I’m not OK, I never will be. But it’s my insecurities and imperfections are what make my life so beautiful and worth living. It’s through embracing these weaknesses (and I say the word loosely) that I am able to write and thus reach out and connect with you the reader. No one is infallible, no one is perfect, and at some point in our lives we all feel low. I’ve just been fortunate enough to learn how to use this site to turn those negative thoughts into something greater than I.
The person who told me that I have changed did so because I told them that Midas had been put into print. Whenever I tell people about my proudest achievement to date they inevitably do the same thing. They congratulate me for the success, purse their lips and ask ‘do you mind if I ask how much money you’re making from it?’
While I’d love to tell them that since the book was released in February I have become a millionaire it simply isn’t the case. I’ve sold a few copies (hopefully enough to please Meizius Publishing) but financial gain doesn’t mean a thing to me at this point in my writing career.
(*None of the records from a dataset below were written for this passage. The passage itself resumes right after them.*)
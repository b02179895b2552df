//! 程序配置
//!
//! - `AutograderPaths`：所有固定的文件位置，从一个根目录推导
//! - `Config`：启动时从两份 JSON（上传凭据 + 功能开关）读入的只读配置

use crate::models::{deserialize_id, deserialize_id_list};
use anyhow::{Context, Result};
use serde::de::DeserializeOwned;
use serde::Deserialize;
use std::collections::BTreeMap;
use std::path::{Path, PathBuf};
use std::time::Duration;
use tokio::fs;

/// 默认的评分环境根目录
pub const DEFAULT_ROOT: &str = "/autograder";

/// 评分环境中的文件布局
#[derive(Clone, Debug)]
pub struct AutograderPaths {
    pub root: PathBuf,
    /// 学生提交目录
    pub submission_dir: PathBuf,
    /// 评分脚本和模板所在目录
    pub source_dir: PathBuf,
    /// 最终写出的 results.json
    pub results_file: PathBuf,
    /// 编译器标准输出
    pub compile_output: PathBuf,
    /// 日志分析工具的输出
    pub log_analysis_output: PathBuf,
    /// 证明检查器输出
    pub proof_results: PathBuf,
    /// 排版检查器输出
    pub tex_results: PathBuf,
    pub submission_metadata: PathBuf,
    pub secrets_file: PathBuf,
    pub settings_file: PathBuf,
    /// 零警告时附送的彩蛋文本
    pub bonus_file: PathBuf,
    /// 日志分析工具（texloganalyser）
    pub log_analyser: PathBuf,
}

impl AutograderPaths {
    pub fn under(root: impl Into<PathBuf>) -> Self {
        let root = root.into();
        let source_dir = root.join("source");
        let results_dir = root.join("results");
        Self {
            submission_dir: root.join("submission"),
            results_file: results_dir.join("results.json"),
            compile_output: results_dir.join("output.txt"),
            log_analysis_output: results_dir.join("log_analysis_output.txt"),
            proof_results: root.join("lean_results.json"),
            tex_results: root.join("tex_results.json"),
            submission_metadata: root.join("submission_metadata.json"),
            secrets_file: source_dir.join("upload_secrets.json"),
            settings_file: source_dir.join("config.json"),
            bonus_file: source_dir.join("templates").join("fun").join("frog.txt"),
            log_analyser: source_dir.join("scripts").join("texloganalyser"),
            source_dir,
            root,
        }
    }

    pub fn from_env() -> Self {
        Self::under(std::env::var("AUTOGRADER_ROOT").unwrap_or_else(|_| DEFAULT_ROOT.to_string()))
    }

    /// 编译作业名决定的日志文件
    pub fn compile_log(&self) -> PathBuf {
        self.submission_dir.join(format!("{}.log", crate::services::compile_runner::JOB_NAME))
    }

    /// 编译作业名决定的 PDF 文件
    pub fn rendered_pdf(&self) -> PathBuf {
        self.submission_dir.join(format!("{}.pdf", crate::services::compile_runner::JOB_NAME))
    }
}

impl Default for AutograderPaths {
    fn default() -> Self {
        Self::under(DEFAULT_ROOT)
    }
}

/// 上传凭据（upload_secrets.json）
#[derive(Clone, Deserialize)]
pub struct Secrets {
    #[serde(deserialize_with = "deserialize_id")]
    pub course_id: String,
    #[serde(deserialize_with = "deserialize_id")]
    pub assignment_id: String,
    pub username: String,
    pub password: String,
    /// 每道题在平台上的 ID，"-1" 表示该题没有对应的 PDF 页
    #[serde(deserialize_with = "deserialize_id_list")]
    pub question_ids: Vec<String>,
}

impl std::fmt::Debug for Secrets {
    fn fmt(&self, f: &mut std::fmt::Formatter<'_>) -> std::fmt::Result {
        f.debug_struct("Secrets")
            .field("course_id", &self.course_id)
            .field("assignment_id", &self.assignment_id)
            .field("username", &self.username)
            .field("password", &"***")
            .field("question_ids", &self.question_ids)
            .finish()
    }
}

/// 功能开关（config.json）
#[derive(Clone, Debug, Deserialize)]
pub struct Settings {
    pub upload_enabled: bool,
    pub tex_optional: bool,
    pub lean_optional: bool,
    /// 评分平台地址
    #[serde(default = "default_base_url")]
    pub base_url: String,
    #[serde(default = "default_poll_interval_secs")]
    pub poll_interval_secs: u64,
    #[serde(default = "default_poll_timeout_secs")]
    pub poll_timeout_secs: u64,
    /// 证明检查器测试名 -> 满分
    #[serde(default)]
    pub proof_max_scores: BTreeMap<String, f64>,
}

fn default_base_url() -> String {
    "https://www.gradescope.com".to_string()
}

fn default_poll_interval_secs() -> u64 {
    5
}

fn default_poll_timeout_secs() -> u64 {
    600
}

/// 轮询 PDF 处理状态的节奏
#[derive(Clone, Copy, Debug, PartialEq, Eq)]
pub struct PollPolicy {
    pub interval: Duration,
    /// `None` 表示一直等下去
    pub timeout: Option<Duration>,
}

impl Default for PollPolicy {
    fn default() -> Self {
        Self {
            interval: Duration::from_secs(default_poll_interval_secs()),
            timeout: Some(Duration::from_secs(default_poll_timeout_secs())),
        }
    }
}

impl Settings {
    pub fn poll_policy(&self) -> PollPolicy {
        PollPolicy {
            interval: Duration::from_secs(self.poll_interval_secs),
            timeout: (self.poll_timeout_secs > 0).then(|| Duration::from_secs(self.poll_timeout_secs)),
        }
    }
}

/// 一次运行的全部配置
#[derive(Clone, Debug)]
pub struct Config {
    pub settings: Settings,
    /// 未开启上传且凭据文件不存在时为 `None`
    pub secrets: Option<Secrets>,
}

impl Config {
    /// 读取两份配置文件
    ///
    /// 开启上传时凭据文件必须存在；否则有就读，没有就跳过。
    pub async fn load(paths: &AutograderPaths) -> Result<Self> {
        let settings: Settings = read_json(&paths.settings_file).await?;

        let secrets = if settings.upload_enabled || paths.secrets_file.exists() {
            Some(read_json(&paths.secrets_file).await?)
        } else {
            None
        };

        Ok(Self { settings, secrets })
    }

    /// 只读取功能开关（合并结果时不需要凭据）
    pub async fn load_settings_only(paths: &AutograderPaths) -> Result<Self> {
        let settings: Settings = read_json(&paths.settings_file).await?;
        Ok(Self {
            settings,
            secrets: None,
        })
    }

    /// 上传阶段需要的凭据
    pub fn secrets(&self) -> Result<&Secrets> {
        self.secrets
            .as_ref()
            .context("上传已开启但没有读取到上传凭据")
    }
}

async fn read_json<T: DeserializeOwned>(path: &Path) -> Result<T> {
    let content = fs::read_to_string(path)
        .await
        .with_context(|| format!("无法读取配置文件: {}", path.display()))?;
    serde_json::from_str(&content)
        .with_context(|| format!("无法解析配置文件: {}", path.display()))
}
Right now I just want to reach out and connect with readers so that once they put complete my novel, or finish reading my posts they are grateful for the experience we have shared together. While in my days of anger and frustration I used to brag about how much money I could make when I became published and tried to base my emotions on fiscal gain, the truth is that I’m not doing this to become a millionaire.
I’m doing this because I, Chris Nicholas am a depressive person who has the ability to see both great beauty and despair in the world around me. I’m doing this because I want to share my experiences and my love with readers. And I’m doing this because through writing I have learned that it’s perfectly normal to feel fractured, broken, down or low. I have learned that it’s alright to not be OK.
So after a great deal of thought I’ve decided that I have changed. But I’ve done so for the better. The boy I was three years ago when Renegade Press isn’t shit compared to the man I am today. I am Chris Nicholas; writer, man wolf and world eater. I’m not perfect and I never will be. But that’s what makes what I do so damn beautiful.